Lintner presented his piece as very much in the spirit both of Pope Francis’ early comments to the effect of “If a person is gay and seeks God and has good will, who am I to judge him?” and of the midpoint report from last year’s Synod on the Family. The latter report was actually the work of a liberal minority, and drew much opposition from the Synod fathers. It spoke of the “gifts” that homosexuality can bring to the Church.

Lintner goes far further. He calls for a theological understanding of homosexual acts based on the relationship between the two people involved, not on the natural law thinking that has always formed the basis of the Catholic condemnation of homosexuality—that it is closed to procreation, and therefore contrary to God’s manifest intention.

But Lintner says the Church needs to call on all to practice “a self-determined, responsible use of their sexuality.” For each person “the personal judgment of conscience remains the final authority.” As for the blanket condemnation from the Church, it does not promote individual judgment but obedience. “Moral actions can never be reduced to an ethics of obedience,” wrote Lintner.

The Vatican report paraphrases Lintner as saying that the old natural law morality now co-exists in tension with the new, “personal judgment” approach.  “The argument of the biological procreation function continues to stand apart from the personal judgment criteria. A mediation between the natural law and the personal reasoning is difficult.”

Nowhere does the Vatican report question or contradict Lintner, nor counter his views with those of an orthodox thinker. The message is that change is coming: homosexuals will be recognized as full members of the Church, and this will be a good thing.

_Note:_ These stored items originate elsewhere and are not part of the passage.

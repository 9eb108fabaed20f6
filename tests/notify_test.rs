use anyhow::Result;
use grind_timer::error::TimerError;
use grind_timer::notify::Notifier;
use grind_timer::timer::store::{
    add_timer_to_new_section, delete_timer, restart_timer, update_timer,
};
use grind_timer::timer::{Collection, DurationParts, NotificationId};

const NOW: i64 = 1_700_000_000_000;

/// Records gateway calls in order.
#[derive(Default)]
struct Recorder {
    calls: Vec<String>,
    next: u32,
    fail_schedule: bool,
}

impl Notifier for Recorder {
    fn schedule(&mut self, title: &str, body: &str, fires_at_ms: i64)
        -> Result<Option<NotificationId>> {
        if self.fail_schedule {
            anyhow::bail!("scheduler unavailable");
        }
        self.next += 1;
        let id = format!("n{}", self.next);
        self.calls
            .push(format!("schedule {} {}|{}|{}", id, title, body, fires_at_ms - NOW));
        Ok(Some(NotificationId(id)))
    }

    fn cancel(&mut self, id: &NotificationId) -> Result<()> {
        self.calls.push(format!("cancel {}", id));
        Ok(())
    }
}

fn seeded(recorder: &mut Recorder) -> Collection {
    add_timer_to_new_section(
        &Collection::default(),
        "ESO",
        "horse",
        DurationParts::new(0, 1, 0),
        NOW,
        recorder,
    )
    .unwrap()
}

#[test]
fn test_schedule_on_create() {
    let mut recorder = Recorder::default();
    let collection = seeded(&mut recorder);

    assert_eq!(recorder.calls, vec!["schedule n1 ESO|horse is done|3600000"]);
    assert_eq!(
        collection.sections[0].timers[0].notification_id,
        Some(NotificationId("n1".to_string()))
    );
}

#[test]
fn test_restart_cancels_before_scheduling() {
    let mut recorder = Recorder::default();
    let collection = seeded(&mut recorder);
    recorder.calls.clear();

    restart_timer(&collection, 0, 0, NOW, &mut recorder).unwrap();
    assert_eq!(
        recorder.calls,
        vec!["cancel n1", "schedule n2 ESO|horse is done|3600000"]
    );
}

#[test]
fn test_update_cancels_before_scheduling() {
    let mut recorder = Recorder::default();
    let collection = seeded(&mut recorder);
    recorder.calls.clear();

    update_timer(
        &collection,
        0,
        0,
        "saddle",
        DurationParts::new(0, 0, 5),
        NOW,
        &mut recorder,
    )
    .unwrap();
    assert_eq!(
        recorder.calls,
        vec!["cancel n1", "schedule n2 ESO|saddle is done|300000"]
    );
}

#[test]
fn test_delete_cancels_only() {
    let mut recorder = Recorder::default();
    let collection = seeded(&mut recorder);
    recorder.calls.clear();

    delete_timer(&collection, 0, 0, &mut recorder).unwrap();
    assert_eq!(recorder.calls, vec!["cancel n1"]);
}

#[test]
fn test_rejected_update_touches_no_alert() {
    let mut recorder = Recorder::default();
    let collection = seeded(&mut recorder);
    recorder.calls.clear();

    let err = update_timer(
        &collection,
        0,
        0,
        "saddle",
        DurationParts::default(),
        NOW,
        &mut recorder,
    )
    .unwrap_err();
    assert!(err.is_validation());

    let err = restart_timer(&collection, 2, 0, NOW, &mut recorder).unwrap_err();
    assert!(matches!(err, TimerError::SectionIndex { .. }));

    assert!(recorder.calls.is_empty());
}

#[test]
fn test_gateway_failure_propagates() {
    let mut recorder = Recorder {
        fail_schedule: true,
        ..Default::default()
    };
    let err = add_timer_to_new_section(
        &Collection::default(),
        "ESO",
        "horse",
        DurationParts::new(0, 1, 0),
        NOW,
        &mut recorder,
    )
    .unwrap_err();

    assert!(matches!(err, TimerError::Gateway(_)));
    assert_eq!(err.to_string(), "scheduler unavailable");
}

#[test]
fn test_update_reports_schedule_failure_after_cancel() {
    let mut recorder = Recorder::default();
    let collection = seeded(&mut recorder);
    recorder.calls.clear();
    recorder.fail_schedule = true;

    let err = update_timer(
        &collection,
        0,
        0,
        "saddle",
        DurationParts::new(0, 0, 5),
        NOW,
        &mut recorder,
    )
    .unwrap_err();

    assert!(matches!(err, TimerError::Gateway(_)));
    assert_eq!(recorder.calls, vec!["cancel n1"]);
    assert_eq!(collection.sections[0].timers[0].name, "horse");
}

Hagenkord removed the picture, but blasted critics for their lack of charity towards homosexuals. Some people, he said in his July 6 blog post, “cannot bear it that some people are different. And then we are astonished…that homosexuals feel discriminated? Still today.”

Hagenkord was a moderator of a May 25 conference of liberal churchmen in Rome discussing how to advance the progressive agenda at the Synod on issues like homosexuality and communion for the divorced.